Baraka and Fukayha were among the Muslims who migrated to Abyssinia, together with Safwan ibn Umayya's daughter Fatima.

The aged Abu Fukayha became a Muslim. He suffered under the persecution of 614-616, when he was tortured until he did not know what he was saying. Muhammad said that a Muslim who denied his faith under such circumstances, yet "whose heart remains at rest in its faith," was not to blame.

Abu Fukayha and other poor men used to sit in the Kaaba with Muhammad. The Quraysh used to jeer at Muhammad for consorting with humble people, saying: "These are his companions, as you see. Is it such creatures that God has chosen from among us to give guidance and truth? If what Muhammad has brought were a good thing these fellows would not have been the first to get it, and God would not have put them before us." Muhammad produced this prophecy in response.
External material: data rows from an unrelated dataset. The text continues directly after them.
//! Database schema and migrations for the router's relational store.
//! Called once at startup by `Store::open()`. Adding a column or table:
//! append an idempotent `CREATE TABLE IF NOT EXISTS` at the end of
//! `run_migrations` — never edit existing statements in place.

use rusqlite::Connection;

pub(crate) fn run_migrations(conn: &Connection) -> rusqlite::Result<()> {
    conn.execute_batch("PRAGMA journal_mode=WAL;").ok();
    conn.execute_batch("PRAGMA foreign_keys=ON;").ok();

    conn.execute_batch(
        "
        CREATE TABLE IF NOT EXISTS users (
            id TEXT PRIMARY KEY,
            created_at TEXT NOT NULL DEFAULT (datetime('now'))
        );

        CREATE TABLE IF NOT EXISTS memory_keys (
            memory_key TEXT PRIMARY KEY,
            user_id TEXT NOT NULL,
            active INTEGER NOT NULL DEFAULT 1,
            created_at TEXT NOT NULL DEFAULT (datetime('now')),
            FOREIGN KEY (user_id) REFERENCES users(id)
        );

        CREATE INDEX IF NOT EXISTS idx_memory_keys_user ON memory_keys(user_id);

        CREATE TABLE IF NOT EXISTS provider_keys (
            user_id TEXT NOT NULL,
            provider_tag TEXT NOT NULL,
            api_key TEXT NOT NULL,
            azure_endpoint TEXT,
            created_at TEXT NOT NULL DEFAULT (datetime('now')),
            PRIMARY KEY (user_id, provider_tag)
        );

        CREATE TABLE IF NOT EXISTS billing_accounts (
            user_id TEXT PRIMARY KEY,
            credit_balance_cents INTEGER NOT NULL DEFAULT 0,
            free_tier_tokens_used INTEGER NOT NULL DEFAULT 0,
            monthly_spend_cents INTEGER NOT NULL DEFAULT 0,
            monthly_cap_cents INTEGER,
            auto_reup_enabled INTEGER NOT NULL DEFAULT 0,
            auto_reup_amount_cents INTEGER NOT NULL DEFAULT 2000,
            auto_reup_trigger_cents INTEGER NOT NULL DEFAULT 500,
            payment_method_ref TEXT
        );

        CREATE TABLE IF NOT EXISTS transactions (
            id TEXT PRIMARY KEY,
            user_id TEXT NOT NULL,
            kind TEXT NOT NULL,
            amount_cents INTEGER NOT NULL,
            balance_after_cents INTEGER NOT NULL,
            created_at TEXT NOT NULL DEFAULT (datetime('now'))
        );

        CREATE INDEX IF NOT EXISTS idx_transactions_user ON transactions(user_id, created_at);

        CREATE TABLE IF NOT EXISTS usage_events (
            id TEXT PRIMARY KEY,
            memory_key TEXT NOT NULL,
            session_id TEXT,
            model TEXT NOT NULL,
            provider TEXT NOT NULL,
            input_tokens INTEGER NOT NULL,
            output_tokens INTEGER NOT NULL,
            memory_tokens_retrieved INTEGER NOT NULL DEFAULT 0,
            memory_tokens_injected INTEGER NOT NULL DEFAULT 0,
            mr_processing_ms INTEGER NOT NULL DEFAULT 0,
            provider_response_ms INTEGER NOT NULL DEFAULT 0,
            created_at_ms INTEGER NOT NULL
        );

        CREATE INDEX IF NOT EXISTS idx_usage_events_key_time ON usage_events(memory_key, created_at_ms);

        CREATE TABLE IF NOT EXISTS usage_daily (
            date TEXT NOT NULL,
            memory_key TEXT NOT NULL,
            input_tokens INTEGER NOT NULL DEFAULT 0,
            output_tokens INTEGER NOT NULL DEFAULT 0,
            memory_tokens_retrieved INTEGER NOT NULL DEFAULT 0,
            memory_tokens_injected INTEGER NOT NULL DEFAULT 0,
            request_count INTEGER NOT NULL DEFAULT 0,
            avg_mr_processing_ms REAL NOT NULL DEFAULT 0,
            PRIMARY KEY (date, memory_key)
        );

        CREATE TABLE IF NOT EXISTS chunks (
            chunk_id INTEGER NOT NULL,
            memory_key TEXT NOT NULL,
            scope TEXT NOT NULL,
            role TEXT NOT NULL,
            content TEXT NOT NULL,
            content_hash TEXT NOT NULL,
            created_at_ms INTEGER NOT NULL,
            model TEXT NOT NULL,
            request_id TEXT NOT NULL,
            embedding TEXT NOT NULL,
            PRIMARY KEY (memory_key, scope, chunk_id)
        );

        CREATE INDEX IF NOT EXISTS idx_chunks_vault_time ON chunks(memory_key, scope, created_at_ms);
        ",
    )?;
    Ok(())
}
And do not drive away those who call upon their Lord in the morning and the evening, they desire only His favour; neither are you answerable for any reckoning of theirs, nor are they answerable for any reckoning of yours, so that you should drive them away and thus be of the unjust.
And thus do We try some of them by others so that they say: Are these they upon whom Allah has conferred benefit from among us? Does not Allah best know the grateful?
And when those who believe in Our communications come to you, say: Peace be on you, your Lord has ordained mercy on Himself, that if any one of you does evil in ignorance, then turns after that and acts aright, then He is Forgiving, Merciful.
— Qur'an 6:52-54 (Shakir).

Abu Fukayha is not mentioned among those who emigrated to Medina in 622. It is likely that he had died of natural causes by this date.

==Historical Note==

It is popularly believed that Abu Fukayha was bought and manumitted by Abu Bakr. This is not correct. His name does not appear on Ibn Ishaq's list of slaves bought by Abu Bakr, which professes to be complete. Rather, Ibn Ishaq expressly states that it was Abu Fukayha's original master, Safwan, who freed him.

However, Maliki scholar Ibn Abd al-Barr claims he was freed by Abu Bakr after witnessing his torture.